Hoe?
De koele wind is verfrissend, verhelderend. Het is precies
de wind die ik nu nodig heb. Ik moet helder nadenken, proberen niet te denken
aan de afgelopen uren. Alleen maar aan de wind die de uren tot verleden tijd
maakt. Ik weet dat de gebeurtenissen in die uren, herinneringen worden en ik
weet dat ik ze niet kan vergeten, maar voor nu wil ik mijn best doen om ze te
vergeten. Mijn oogleden sluiten zich langzaam en ik merk hoe zwaar ze zijn. Ik
ben kapot, gesloopt en ik wil alleen maar slapen. Naar huis kan ik nu niet,
niet na alles wat er gebeurd is. Ik doe mijn best om niet te huilen, maar het
is moeilijk. Het brok in mijn keel wint het van mijn standvastigheid mijn
tranen tegen te houden en langzaam druppen de waterige zoutbolletjes over mijn
wangen.
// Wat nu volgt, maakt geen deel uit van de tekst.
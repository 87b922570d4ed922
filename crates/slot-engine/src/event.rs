//! Raw calendar records and their normalization into busy intervals.
//!
//! The upstream calendar API is loosely typed: lists and timestamp fields come
//! under more than one name, the payload may or may not be wrapped in a `data`
//! envelope, and individual records may be incomplete. Everything is resolved
//! here, at the boundary, so the rest of the engine only sees well-formed
//! [`BusyInterval`]s.
//!
//! # Alias precedence
//!
//! - `personalEvents` before `personal_events`, `groupEvents` before `group_events`
//! - `start` before `startDatetime`, `end` before `endDatetime`
//!
//! An empty list or empty string counts as absent, so the alias is consulted.

use chrono::{DateTime, NaiveDate, NaiveDateTime};
use chrono_tz::Tz;
use serde::{Deserialize, Deserializer, Serialize};
use serde_json::Value;
use tracing::{debug, trace};

use crate::error::{Result, SlotError};
use crate::window::BusinessWindow;

/// A single event record as delivered by the calendar source.
#[derive(Debug, Clone, Default, PartialEq, Serialize, Deserialize)]
pub struct RawEvent {
    #[serde(
        default,
        deserialize_with = "lenient_string",
        skip_serializing_if = "Option::is_none"
    )]
    pub start: Option<String>,
    #[serde(
        default,
        rename = "startDatetime",
        deserialize_with = "lenient_string",
        skip_serializing_if = "Option::is_none"
    )]
    pub start_datetime: Option<String>,
    #[serde(
        default,
        deserialize_with = "lenient_string",
        skip_serializing_if = "Option::is_none"
    )]
    pub end: Option<String>,
    #[serde(
        default,
        rename = "endDatetime",
        deserialize_with = "lenient_string",
        skip_serializing_if = "Option::is_none"
    )]
    pub end_datetime: Option<String>,
    #[serde(
        default,
        rename = "allDay",
        deserialize_with = "lenient_bool",
        skip_serializing_if = "Option::is_none"
    )]
    pub all_day: Option<bool>,
}

impl RawEvent {
    /// A timed event using the primary field names.
    pub fn timed(start: &str, end: &str) -> Self {
        Self {
            start: Some(start.to_string()),
            end: Some(end.to_string()),
            ..Self::default()
        }
    }

    /// An all-day event using the primary field names.
    pub fn all_day(start: &str, end: &str) -> Self {
        Self {
            all_day: Some(true),
            ..Self::timed(start, end)
        }
    }

    /// The start timestamp, resolving `start` before `startDatetime`.
    pub fn start_field(&self) -> Option<&str> {
        first_present(&self.start, &self.start_datetime)
    }

    /// The end timestamp, resolving `end` before `endDatetime`.
    pub fn end_field(&self) -> Option<&str> {
        first_present(&self.end, &self.end_datetime)
    }

    pub fn is_all_day(&self) -> bool {
        self.all_day.unwrap_or(false)
    }
}

fn first_present<'a>(primary: &'a Option<String>, alias: &'a Option<String>) -> Option<&'a str> {
    primary
        .as_deref()
        .filter(|s| !s.trim().is_empty())
        .or_else(|| alias.as_deref().filter(|s| !s.trim().is_empty()))
}

/// The personal and group calendars of everyone taking part in a meeting.
#[derive(Debug, Clone, Default, PartialEq, Serialize, Deserialize)]
#[serde(try_from = "Value")]
pub struct EventBundle {
    #[serde(rename = "personalEvents")]
    pub personal: Vec<RawEvent>,
    #[serde(rename = "groupEvents")]
    pub group: Vec<RawEvent>,
}

/// Wire shape with every accepted list alias.
#[derive(Deserialize)]
struct BundleWire {
    #[serde(default, rename = "personalEvents", deserialize_with = "lenient_events")]
    personal_camel: Vec<RawEvent>,
    #[serde(default, rename = "personal_events", deserialize_with = "lenient_events")]
    personal_snake: Vec<RawEvent>,
    #[serde(default, rename = "groupEvents", deserialize_with = "lenient_events")]
    group_camel: Vec<RawEvent>,
    #[serde(default, rename = "group_events", deserialize_with = "lenient_events")]
    group_snake: Vec<RawEvent>,
}

impl EventBundle {
    pub fn new(personal: Vec<RawEvent>, group: Vec<RawEvent>) -> Self {
        Self { personal, group }
    }

    /// Decode a bundle from a JSON string.
    ///
    /// # Errors
    /// Returns `SlotError::InvalidBundle` if the text is not JSON or the top
    /// level is not an object. Malformed individual events are not errors.
    pub fn from_json(json: &str) -> Result<Self> {
        let value: Value =
            serde_json::from_str(json).map_err(|e| SlotError::InvalidBundle(e.to_string()))?;
        Self::try_from(value)
    }

    /// Total number of raw records across both lists.
    pub fn len(&self) -> usize {
        self.personal.len() + self.group.len()
    }

    pub fn is_empty(&self) -> bool {
        self.len() == 0
    }

    /// All records, personal first.
    pub fn events(&self) -> impl Iterator<Item = &RawEvent> {
        self.personal.iter().chain(self.group.iter())
    }
}

impl TryFrom<Value> for EventBundle {
    type Error = SlotError;

    fn try_from(value: Value) -> Result<Self> {
        // Unwrap an optional `{"data": {...}}` envelope.
        let inner = match value {
            Value::Object(mut map) => match map.remove("data") {
                Some(data @ Value::Object(_)) => data,
                Some(other) => {
                    map.insert("data".to_string(), other);
                    Value::Object(map)
                }
                None => Value::Object(map),
            },
            other => {
                return Err(SlotError::InvalidBundle(format!(
                    "expected a JSON object, got {}",
                    json_kind(&other)
                )))
            }
        };

        let wire: BundleWire =
            serde_json::from_value(inner).map_err(|e| SlotError::InvalidBundle(e.to_string()))?;

        Ok(Self {
            personal: prefer_non_empty(wire.personal_camel, wire.personal_snake),
            group: prefer_non_empty(wire.group_camel, wire.group_snake),
        })
    }
}

fn prefer_non_empty(primary: Vec<RawEvent>, alias: Vec<RawEvent>) -> Vec<RawEvent> {
    if primary.is_empty() {
        alias
    } else {
        primary
    }
}

fn json_kind(value: &Value) -> &'static str {
    match value {
        Value::Null => "null",
        Value::Bool(_) => "a boolean",
        Value::Number(_) => "a number",
        Value::String(_) => "a string",
        Value::Array(_) => "an array",
        Value::Object(_) => "an object",
    }
}

// ---------------------------------------------------------------------------
// Lenient field decoding: a wrongly-typed field makes the field absent, and a
// non-object list entry is dropped, instead of failing the whole bundle.
// ---------------------------------------------------------------------------

fn lenient_string<'de, D>(deserializer: D) -> std::result::Result<Option<String>, D::Error>
where
    D: Deserializer<'de>,
{
    Ok(match Value::deserialize(deserializer)? {
        Value::String(s) => Some(s),
        _ => None,
    })
}

fn lenient_bool<'de, D>(deserializer: D) -> std::result::Result<Option<bool>, D::Error>
where
    D: Deserializer<'de>,
{
    Ok(match Value::deserialize(deserializer)? {
        Value::Bool(b) => Some(b),
        _ => None,
    })
}

fn lenient_events<'de, D>(deserializer: D) -> std::result::Result<Vec<RawEvent>, D::Error>
where
    D: Deserializer<'de>,
{
    let items = match Value::deserialize(deserializer)? {
        Value::Array(items) => items,
        _ => return Ok(Vec::new()),
    };
    Ok(items
        .into_iter()
        .filter_map(|item| match serde_json::from_value::<RawEvent>(item) {
            Ok(event) => Some(event),
            Err(e) => {
                debug!(error = %e, "dropping undecodable event record");
                None
            }
        })
        .collect())
}

// ---------------------------------------------------------------------------
// Busy intervals
// ---------------------------------------------------------------------------

/// A time range during which at least one participant is unavailable.
///
/// Invariant: `start < end`.
#[derive(Debug, Clone, Copy, PartialEq, Eq, PartialOrd, Ord, Hash, Serialize, Deserialize)]
pub struct BusyInterval {
    pub start: NaiveDateTime,
    pub end: NaiveDateTime,
}

impl BusyInterval {
    /// Build an interval, returning `None` unless `start < end`.
    pub fn new(start: NaiveDateTime, end: NaiveDateTime) -> Option<Self> {
        (start < end).then_some(Self { start, end })
    }

    /// Half-open overlap test. Touching intervals do not overlap.
    pub fn overlaps(&self, start: NaiveDateTime, end: NaiveDateTime) -> bool {
        start < self.end && end > self.start
    }
}

/// Parse a calendar timestamp into local wall-clock time.
///
/// Timestamps carrying an offset are converted into `tz`; naive timestamps are
/// taken as already local. A bare date means midnight. Returns `None` for
/// anything unrecognised.
pub fn parse_timestamp(raw: &str, tz: Tz) -> Option<NaiveDateTime> {
    let raw = raw.trim();
    if let Ok(dt) = DateTime::parse_from_rfc3339(raw) {
        return Some(dt.with_timezone(&tz).naive_local());
    }
    parse_naive(raw)
}

/// The calendar date a timestamp is written on.
///
/// Unlike [`parse_timestamp`], an offset is not converted: an all-day event
/// starting `2025-03-10T00:00:00+09:00` belongs to March 10 in any zone.
pub fn parse_written_date(raw: &str) -> Option<NaiveDate> {
    let raw = raw.trim();
    if let Ok(dt) = DateTime::parse_from_rfc3339(raw) {
        return Some(dt.naive_local().date());
    }
    parse_naive(raw).map(|dt| dt.date())
}

fn parse_naive(raw: &str) -> Option<NaiveDateTime> {
    const NAIVE_FORMATS: &[&str] = &[
        "%Y-%m-%dT%H:%M:%S%.f",
        "%Y-%m-%d %H:%M:%S%.f",
        "%Y-%m-%dT%H:%M",
        "%Y-%m-%d %H:%M",
    ];

    NAIVE_FORMATS
        .iter()
        .find_map(|fmt| NaiveDateTime::parse_from_str(raw, fmt).ok())
        .or_else(|| {
            NaiveDate::parse_from_str(raw, "%Y-%m-%d")
                .ok()
                .map(|d| d.and_time(chrono::NaiveTime::MIN))
        })
}

/// Convert every usable record in `bundle` into a busy interval.
///
/// Records missing either timestamp, with an unparsable timestamp, or (for
/// timed events) with `end <= start` are skipped. An all-day record blocks
/// the business window of the day its start is written on, and nothing
/// outside it.
///
/// The result is in input order (personal, then group), not sorted.
pub fn normalize_events(bundle: &EventBundle, window: &BusinessWindow, tz: Tz) -> Vec<BusyInterval> {
    let mut intervals = Vec::with_capacity(bundle.len());

    for event in bundle.events() {
        let (Some(start_raw), Some(end_raw)) = (event.start_field(), event.end_field()) else {
            trace!(?event, "skipping event without start/end");
            continue;
        };
        let (Some(start), Some(end)) = (parse_timestamp(start_raw, tz), parse_timestamp(end_raw, tz))
        else {
            debug!(start = start_raw, end = end_raw, "skipping event with unparsable timestamp");
            continue;
        };

        let interval = if event.is_all_day() {
            let day = parse_written_date(start_raw).unwrap_or(start.date());
            BusyInterval::new(window.day_start(day), window.day_end(day))
        } else {
            BusyInterval::new(start, end)
        };

        match interval {
            Some(interval) => intervals.push(interval),
            None => debug!(%start, %end, "skipping event that ends before it starts"),
        }
    }

    intervals
}
//! Top-level request parameters, their defaults, and validation.
//!
//! This is the only place the engine raises errors: a request is validated in
//! full before any computation runs.

use chrono::{NaiveDate, Utc};
use chrono_tz::Tz;
use serde::{Deserialize, Serialize};

use crate::error::{Result, SlotError};
use crate::event::parse_timestamp;
use crate::window::BusinessWindow;

/// Caller-facing search settings with service defaults.
#[derive(Debug, Clone, PartialEq, Eq, Serialize, Deserialize)]
#[serde(default)]
pub struct SearchConfig {
    pub duration_minutes: u32,
    pub search_days: u32,
    pub business_start_hour: u32,
    pub business_end_hour: u32,
    /// IANA timezone in which business hours and naive timestamps are read.
    pub timezone: String,
}

impl Default for SearchConfig {
    fn default() -> Self {
        Self {
            duration_minutes: 60,
            search_days: 7,
            business_start_hour: 9,
            business_end_hour: 22,
            timezone: "UTC".to_string(),
        }
    }
}

impl SearchConfig {
    /// Parse the configured timezone.
    ///
    /// # Errors
    /// Returns `SlotError::InvalidTimezone` for an unknown IANA name.
    pub fn tz(&self) -> Result<Tz> {
        self.timezone
            .parse()
            .map_err(|_| SlotError::InvalidTimezone(self.timezone.clone()))
    }

    /// Today's date in the configured timezone.
    pub fn today(&self) -> Result<NaiveDate> {
        Ok(Utc::now().with_timezone(&self.tz()?).date_naive())
    }

    /// Validate the settings and bind them to a search start.
    ///
    /// `start_date` falls back to `today` when absent. Passing `today` in
    /// explicitly keeps the engine itself independent of the wall clock.
    ///
    /// # Errors
    /// Any of `InvalidTimezone`, `InvalidDuration`, `InvalidBusinessWindow`,
    /// or `InvalidSearchStart`.
    pub fn into_request(&self, start_date: Option<&str>, today: NaiveDate) -> Result<MeetingRequest> {
        let tz = self.tz()?;
        let search_start = match start_date {
            Some(raw) => parse_search_start(raw, tz)?,
            None => today,
        };
        MeetingRequest::new(
            self.duration_minutes,
            search_start,
            self.search_days,
            BusinessWindow::new(self.business_start_hour, self.business_end_hour)?,
            tz,
        )
    }
}

/// A validated availability query.
#[derive(Debug, Clone, Copy, PartialEq, Eq)]
pub struct MeetingRequest {
    pub duration_minutes: u32,
    /// First day searched, inclusive.
    pub search_start: NaiveDate,
    pub search_days: u32,
    pub window: BusinessWindow,
    pub timezone: Tz,
}

impl MeetingRequest {
    /// Build a request, validating duration and business window.
    pub fn new(
        duration_minutes: u32,
        search_start: NaiveDate,
        search_days: u32,
        window: BusinessWindow,
        timezone: Tz,
    ) -> Result<Self> {
        if duration_minutes == 0 {
            return Err(SlotError::InvalidDuration(duration_minutes));
        }
        window.validate()?;
        Ok(Self {
            duration_minutes,
            search_start,
            search_days,
            window,
            timezone,
        })
    }

    /// Default settings (60 minutes, 7 days, 09-22 UTC) starting on `search_start`.
    pub fn starting(search_start: NaiveDate) -> Self {
        Self {
            duration_minutes: 60,
            search_start,
            search_days: 7,
            window: BusinessWindow::default(),
            timezone: Tz::UTC,
        }
    }

    /// The day after the last searched day (exclusive bound).
    pub fn search_end(&self) -> NaiveDate {
        self.search_start
            .checked_add_days(chrono::Days::new(u64::from(self.search_days)))
            .unwrap_or(NaiveDate::MAX)
    }
}

/// Parse a search start as `YYYY-MM-DD`, or any accepted timestamp truncated
/// to its date.
///
/// # Errors
/// Returns `SlotError::InvalidSearchStart` if nothing matches.
pub fn parse_search_start(raw: &str, tz: Tz) -> Result<NaiveDate> {
    parse_timestamp(raw, tz)
        .map(|dt| dt.date())
        .ok_or_else(|| SlotError::InvalidSearchStart(raw.to_string()))
}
Ik veeg ze niet eens weg, daar heb ik de kracht niet meer voor. De
beelden flitsen weer voor mijn ogen. Ik hoor de sirenes nog steeds in mijn oren
suizen. Mijn stem die mijn broers naam gilt. Het blauwe licht dat mij verblind,
de zwarte vlekken die ik daardoor zag terwijl ik met mijn broer sprak. De
tranen, het schreeuwen en vooral mijn broers blik. Zijn blik van schuld het
moment dat hij de politiewagen in geduwd wordt. Ik kan niet geloven dat mijn
broer, mijn kleine broer dit heeft gedaan. Hij lijkt zo onschuldig en zo
ontzettend vriendelijk. Hij is altijd degene die voor iedereen klaar staat,
alleen psychopaat doet zoiets, toch? Mijn broertje is geen psychopaat, hij kan
dit niet gedaan hebben, ze moeten een fout gemaakt hebben. Dit kan niet waar
zijn. Dan komt zijn blik weer naar boven en ik voel hoe schuldig hij zich
voelt. De manier hoe hij naar mij knikte het moment dat hij de wagen in werd
geduwd zegt genoeg. Hij heeft het gedaan, iedereen weet het. Er is genoeg
bewijs. Mijn ouders zijn verward en verdrietig. Ze kunnen niet vatten, net als
ik, dat hij het gedaan heeft. Dat hij het écht gedaan heeft. Dit zijn de
thrillers die je leest en de series die je kijkt, dit zijn niet de dingen die
je kleine broertje doet. Ik dacht dat ik hem ken, maar blijkbaar ken je een
persoon nooit echt. Blijkbaar weet je zelfs niet eens wie je kleine broertje is
en wat hij in zijn vrije tijd doet. Het brok in mijn keel is nog steeds niet
weg. Slikken doet pijn, praten doet pijn, bestaan doet pijn. De zus van hem
zijn doet pijn. Hij heeft dezelfde opvoeding gehad, hoe kan hij zo zijn en ik
zo normaal? Waar is het mis gegaan? Ik huil zachtjes, ik weet niet wat ik
anders moet doen. Met hem praten kan niet, hem zien kan niet, hem helpen kan
niet en ik weet niet eens hoe graag ik dat ook echt wil. Hoe kan een persoon
zoiets doen? Hoe kan mijn broertje zoiets doen? Deze gebeurtenissen worden
nooit herinneringen. Mijn broertje zit de rest van zijn leven in een klein
hokje en ik word daar elke dag aan herinnert en daarom kan dit nooit een
herinnering worden. Dit is mijn leven en een leven is geen herinnering. Mijn
broertje is geen herinnering en dat wat hij heeft gedaan is gebeurt. Ik wil
schreeuwen, maar ik krijg geen geluid uit mijn keel. Hoe? Hoe? Hoe?